From the listing below, copy only the lines running from the line that contains "tag, never remapped." to the line that contains "pub const STIFF: InteractionMode", both included.

========================

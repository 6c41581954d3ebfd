use crate::Tag;
use serde::{Deserialize, Serialize};
use time::OffsetDateTime;

/// Sequence number plus time in seconds since the UNIX epoch.
#[derive(Debug, Clone, Copy, PartialEq, Default, Serialize, Deserialize)]
pub struct Stamp {
    pub sequence: u64,
    pub time: f64,
}

impl Stamp {
    pub fn new(sequence: u64, time: f64) -> Self {
        Self { sequence, time }
    }

    /// Bump the sequence and record `time`.
    pub fn advance(&mut self, time: f64) -> Stamp {
        self.sequence = self.sequence.wrapping_add(1);
        self.time = time;
        *self
    }
}

/// Wall-clock seconds since the UNIX epoch.
pub fn now_seconds() -> f64 {
    OffsetDateTime::now_utc().unix_timestamp_nanos() as f64 / 1e9
}

/// Control mode of a joint. Carried as an opaque tag, never remapped.
#[derive(Clone, Copy, Debug, PartialEq, Eq, Hash, Default, Serialize, Deserialize)]
#[serde(transparent)]
pub struct ControlMode(pub Tag);

impl ControlMode {
    pub const IDLE: ControlMode = ControlMode(Tag::new("idl"));
    pub const FORCE_IDLE: ControlMode = ControlMode(Tag::new("fidl"));
    pub const POSITION: ControlMode = ControlMode(Tag::new("pos"));
    pub const POSITION_DIRECT: ControlMode = ControlMode(Tag::new("posd"));
    pub const VELOCITY: ControlMode = ControlMode(Tag::new("vel"));
    pub const MIXED: ControlMode = ControlMode(Tag::new("mixd"));
    pub const TORQUE: ControlMode = ControlMode(Tag::new("torq"));
    pub const PWM: ControlMode = ControlMode(Tag::new("pwm"));
    pub const CURRENT: ControlMode = ControlMode(Tag::new("curr"));
    pub const HW_FAULT: ControlMode = ControlMode(Tag::new("hwf"));
    pub const CALIBRATING: ControlMode = ControlMode(Tag::new("calb"));
    pub const NOT_CONFIGURED: ControlMode = ControlMode(Tag::new("cfgn"));
    pub const UNKNOWN: ControlMode = ControlMode(Tag::new("unkw"));
}

/// Interaction mode of a joint. Opaque like [`ControlMode`].
#[derive(Clone, Copy, Debug, PartialEq, Eq, Hash, Default, Serialize, Deserialize)]
#[serde(transparent)]
pub struct InteractionMode(pub Tag);

impl InteractionMode {
    pub const STIFF: InteractionMode = InteractionMode(Tag::new("stif"));
    pub const COMPLIANT: InteractionMode = InteractionMode(Tag::new("comp"));
    pub const UNKNOWN: InteractionMode = InteractionMode(Tag::new("unkn"));
}

#[derive(Clone, Copy, Debug, PartialEq, Eq, Serialize, Deserialize)]
#[serde(rename_all = "snake_case")]
pub enum JointType {
    Revolute,
    Prismatic,
    Unknown,
}

impl JointType {
    pub fn tag(self) -> Tag {
        match self {
            JointType::Revolute => Tag::new("atrv"),
            JointType::Prismatic => Tag::new("atpr"),
            JointType::Unknown => Tag::new("unkn"),
        }
    }
}

/// Which control loop a PID request addresses.
#[derive(Clone, Copy, Debug, PartialEq, Eq, Hash, Serialize, Deserialize)]
#[serde(rename_all = "snake_case")]
pub enum PidKind {
    Position,
    Velocity,
    Torque,
    Current,
}

impl PidKind {
    pub const ALL: [PidKind; 4] = [
        PidKind::Position,
        PidKind::Velocity,
        PidKind::Torque,
        PidKind::Current,
    ];

    pub fn tag(self) -> Tag {
        match self {
            PidKind::Position => Tag::new("pidp"),
            PidKind::Velocity => Tag::new("pidv"),
            PidKind::Torque => Tag::new("pidt"),
            PidKind::Current => Tag::new("pidc"),
        }
    }

    pub fn from_tag(tag: Tag) -> Option<Self> {
        PidKind::ALL.into_iter().find(|k| k.tag() == tag)
    }
}

/// Fixed ten-field PID parameter record.
#[derive(Clone, Copy, Debug, PartialEq, Default, Serialize, Deserialize)]
pub struct Pid {
    pub kp: f64,
    pub kd: f64,
    pub ki: f64,
    pub max_int: f64,
    pub scale: f64,
    pub max_output: f64,
    pub offset: f64,
    pub stiction_up: f64,
    pub stiction_down: f64,
    pub kff: f64,
}

impl Pid {
    pub const FIELDS: usize = 10;

    pub fn from_values(values: &[f64]) -> Option<Self> {
        if values.len() != Self::FIELDS {
            return None;
        }
        Some(Self {
            kp: values[0],
            kd: values[1],
            ki: values[2],
            max_int: values[3],
            scale: values[4],
            max_output: values[5],
            offset: values[6],
            stiction_up: values[7],
            stiction_down: values[8],
            kff: values[9],
        })
    }

    pub fn to_values(&self) -> [f64; Self::FIELDS] {
        [
            self.kp,
            self.kd,
            self.ki,
            self.max_int,
            self.scale,
            self.max_output,
            self.offset,
            self.stiction_up,
            self.stiction_down,
            self.kff,
        ]
    }
}

#[derive(Clone, Copy, Debug, PartialEq, Default, Serialize, Deserialize)]
pub struct MotorTorqueParams {
    pub bemf: f64,
    pub bemf_scale: f64,
    pub ktau: f64,
    pub ktau_scale: f64,
}

#[derive(Clone, Copy, Debug, PartialEq, Default, Serialize, Deserialize)]
pub struct CalibrationParameters {
    pub kind: i64,
    pub params: [f64; 5],
    pub param_zero: f64,
}

#[derive(Clone, Copy, Debug, PartialEq, Default, Serialize, Deserialize)]
pub struct ImpedanceParams {
    pub stiffness: f64,
    pub damping: f64,
}

#[derive(Clone, Copy, Debug, PartialEq, Default, Serialize, Deserialize)]
pub struct ImpedanceRange {
    pub min_stiffness: f64,
    pub max_stiffness: f64,
    pub min_damping: f64,
    pub max_damping: f64,
}

#[cfg(test)]
mod tests {
    use super::*;

    #[test]
    fn test_pid_record_is_ten_fields() {
        let values = [1.0, 2.0, 3.0, 4.0, 5.0, 6.0, 7.0, 8.0, 9.0, 10.0];
        let pid = Pid::from_values(&values).unwrap();
        assert_eq!(pid.kff, 10.0);
        assert_eq!(pid.to_values(), values);
        assert!(Pid::from_values(&values[..9]).is_none());
    }

    #[test]
    fn test_stamp_advance_is_monotonic() {
        let mut stamp = Stamp::default();
        let a = stamp.advance(1.5);
        let b = stamp.advance(1.2);
        assert!(b.sequence > a.sequence);
        assert_eq!(b.time, 1.2);
    }

    #[test]
    fn test_pid_kind_tags() {
        for kind in PidKind::ALL {
            assert_eq!(PidKind::from_tag(kind.tag()), Some(kind));
        }
        assert_eq!(PidKind::from_tag(Tag::new("nope")), None);
    }
}
use super::Value;
use crate::error::ProtocolError;
use crate::Tag;

type Result<T> = core::result::Result<T, ProtocolError>;

/// Shape-checked positional access to a request.
///
/// Every accessor fails with [`ProtocolError::Shape`] instead of defaulting
/// when an argument is missing or has the wrong type.
#[derive(Clone, Copy, Debug)]
pub struct Args<'a> {
    items: &'a [Value],
}

impl<'a> Args<'a> {
    pub fn new(items: &'a [Value]) -> Self {
        Self { items }
    }

    pub fn len(&self) -> usize {
        self.items.len()
    }

    pub fn is_empty(&self) -> bool {
        self.items.is_empty()
    }

    pub fn value(&self, at: usize) -> Result<&'a Value> {
        self.items
            .get(at)
            .ok_or(ProtocolError::shape(at, "an argument"))
    }

    pub fn tag(&self, at: usize) -> Result<Tag> {
        self.value(at)?
            .as_tag()
            .ok_or(ProtocolError::shape(at, "a tag"))
    }

    pub fn int(&self, at: usize) -> Result<i64> {
        self.value(at)?
            .as_int()
            .ok_or(ProtocolError::shape(at, "an integer"))
    }

    /// Logical joint index. Range is checked later by the registry lookup.
    pub fn joint(&self, at: usize) -> Result<i64> {
        self.value(at)?
            .as_int()
            .ok_or(ProtocolError::shape(at, "a joint index"))
    }

    pub fn float(&self, at: usize) -> Result<f64> {
        self.value(at)?
            .as_float()
            .ok_or(ProtocolError::shape(at, "a number"))
    }

    pub fn text(&self, at: usize) -> Result<&'a str> {
        self.value(at)?
            .as_text()
            .ok_or(ProtocolError::shape(at, "a string"))
    }

    pub fn list(&self, at: usize) -> Result<&'a [Value]> {
        self.value(at)?
            .as_list()
            .ok_or(ProtocolError::shape(at, "a list"))
    }

    pub fn floats(&self, at: usize) -> Result<Vec<f64>> {
        self.list(at)?
            .iter()
            .map(|v| v.as_float().ok_or(ProtocolError::shape(at, "a list of numbers")))
            .collect()
    }

    pub fn joints(&self, at: usize) -> Result<Vec<i64>> {
        self.list(at)?
            .iter()
            .map(|v| v.as_int().ok_or(ProtocolError::shape(at, "a list of joint indices")))
            .collect()
    }

    pub fn tags(&self, at: usize) -> Result<Vec<Tag>> {
        self.list(at)?
            .iter()
            .map(|v| v.as_tag().ok_or(ProtocolError::shape(at, "a list of tags")))
            .collect()
    }

    /// Count-prefixed group: `n [j0 .. jn-1]` with the list length checked
    /// against the count.
    pub fn joint_group(&self, count_at: usize) -> Result<Vec<i64>> {
        let count = self.int(count_at)?;
        let joints = self.joints(count_at + 1)?;
        if count < 0 || joints.len() != count as usize {
            return Err(ProtocolError::shape(count_at + 1, "as many joints as the count"));
        }
        Ok(joints)
    }

    pub fn rest(&self, from: usize) -> &'a [Value] {
        self.items.get(from..).unwrap_or(&[])
    }
}

#[cfg(test)]
mod tests {
    use super::*;

    fn request() -> Vec<Value> {
        vec![
            Value::Tag(Tag::new("set")),
            Value::Int(2),
            Value::List(vec![Value::Int(0), Value::Int(4)]),
            Value::List(vec![Value::Float(1.0), Value::Int(2)]),
        ]
    }

    #[test]
    fn test_typed_access() {
        let items = request();
        let args = Args::new(&items);
        assert_eq!(args.tag(0).unwrap(), Tag::new("set"));
        assert_eq!(args.joint_group(1).unwrap(), vec![0, 4]);
        assert_eq!(args.floats(3).unwrap(), vec![1.0, 2.0]);
    }

    #[test]
    fn test_missing_argument_is_shape_error() {
        let items = request();
        let args = Args::new(&items);
        assert_eq!(args.float(7), Err(ProtocolError::shape(7, "an argument")));
        assert!(matches!(args.list(1), Err(ProtocolError::Shape { position: 1, .. })));
        assert!(matches!(args.tag(1), Err(ProtocolError::Shape { .. })));
    }

    #[test]
    fn test_group_count_must_match() {
        let items = vec![Value::Int(3), Value::List(vec![Value::Int(1)])];
        let args = Args::new(&items);
        assert!(args.joint_group(0).is_err());
    }
}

========================

* TASK RESULT
/// Control mode of a joint. Carried as an opaque tag, never remapped.
#[derive(Clone, Copy, Debug, PartialEq, Eq, Hash, Default, Serialize, Deserialize)]
#[serde(transparent)]
pub struct ControlMode(pub Tag);

impl ControlMode {
    pub const IDLE: ControlMode = ControlMode(Tag::new("idl"));
    pub const FORCE_IDLE: ControlMode = ControlMode(Tag::new("fidl"));
    pub const POSITION: ControlMode = ControlMode(Tag::new("pos"));
    pub const POSITION_DIRECT: ControlMode = ControlMode(Tag::new("posd"));
    pub const VELOCITY: ControlMode = ControlMode(Tag::new("vel"));
    pub const MIXED: ControlMode = ControlMode(Tag::new("mixd"));
    pub const TORQUE: ControlMode = ControlMode(Tag::new("torq"));
    pub const PWM: ControlMode = ControlMode(Tag::new("pwm"));
    pub const CURRENT: ControlMode = ControlMode(Tag::new("curr"));
    pub const HW_FAULT: ControlMode = ControlMode(Tag::new("hwf"));
    pub const CALIBRATING: ControlMode = ControlMode(Tag::new("calb"));
    pub const NOT_CONFIGURED: ControlMode = ControlMode(Tag::new("cfgn"));
    pub const UNKNOWN: ControlMode = ControlMode(Tag::new("unkw"));
}

/// Interaction mode of a joint. Opaque like [`ControlMode`].
#[derive(Clone, Copy, Debug, PartialEq, Eq, Hash, Default, Serialize, Deserialize)]
#[serde(transparent)]
pub struct InteractionMode(pub Tag);

impl InteractionMode {
    pub const STIFF: InteractionMode = InteractionMode(Tag::new("stif"));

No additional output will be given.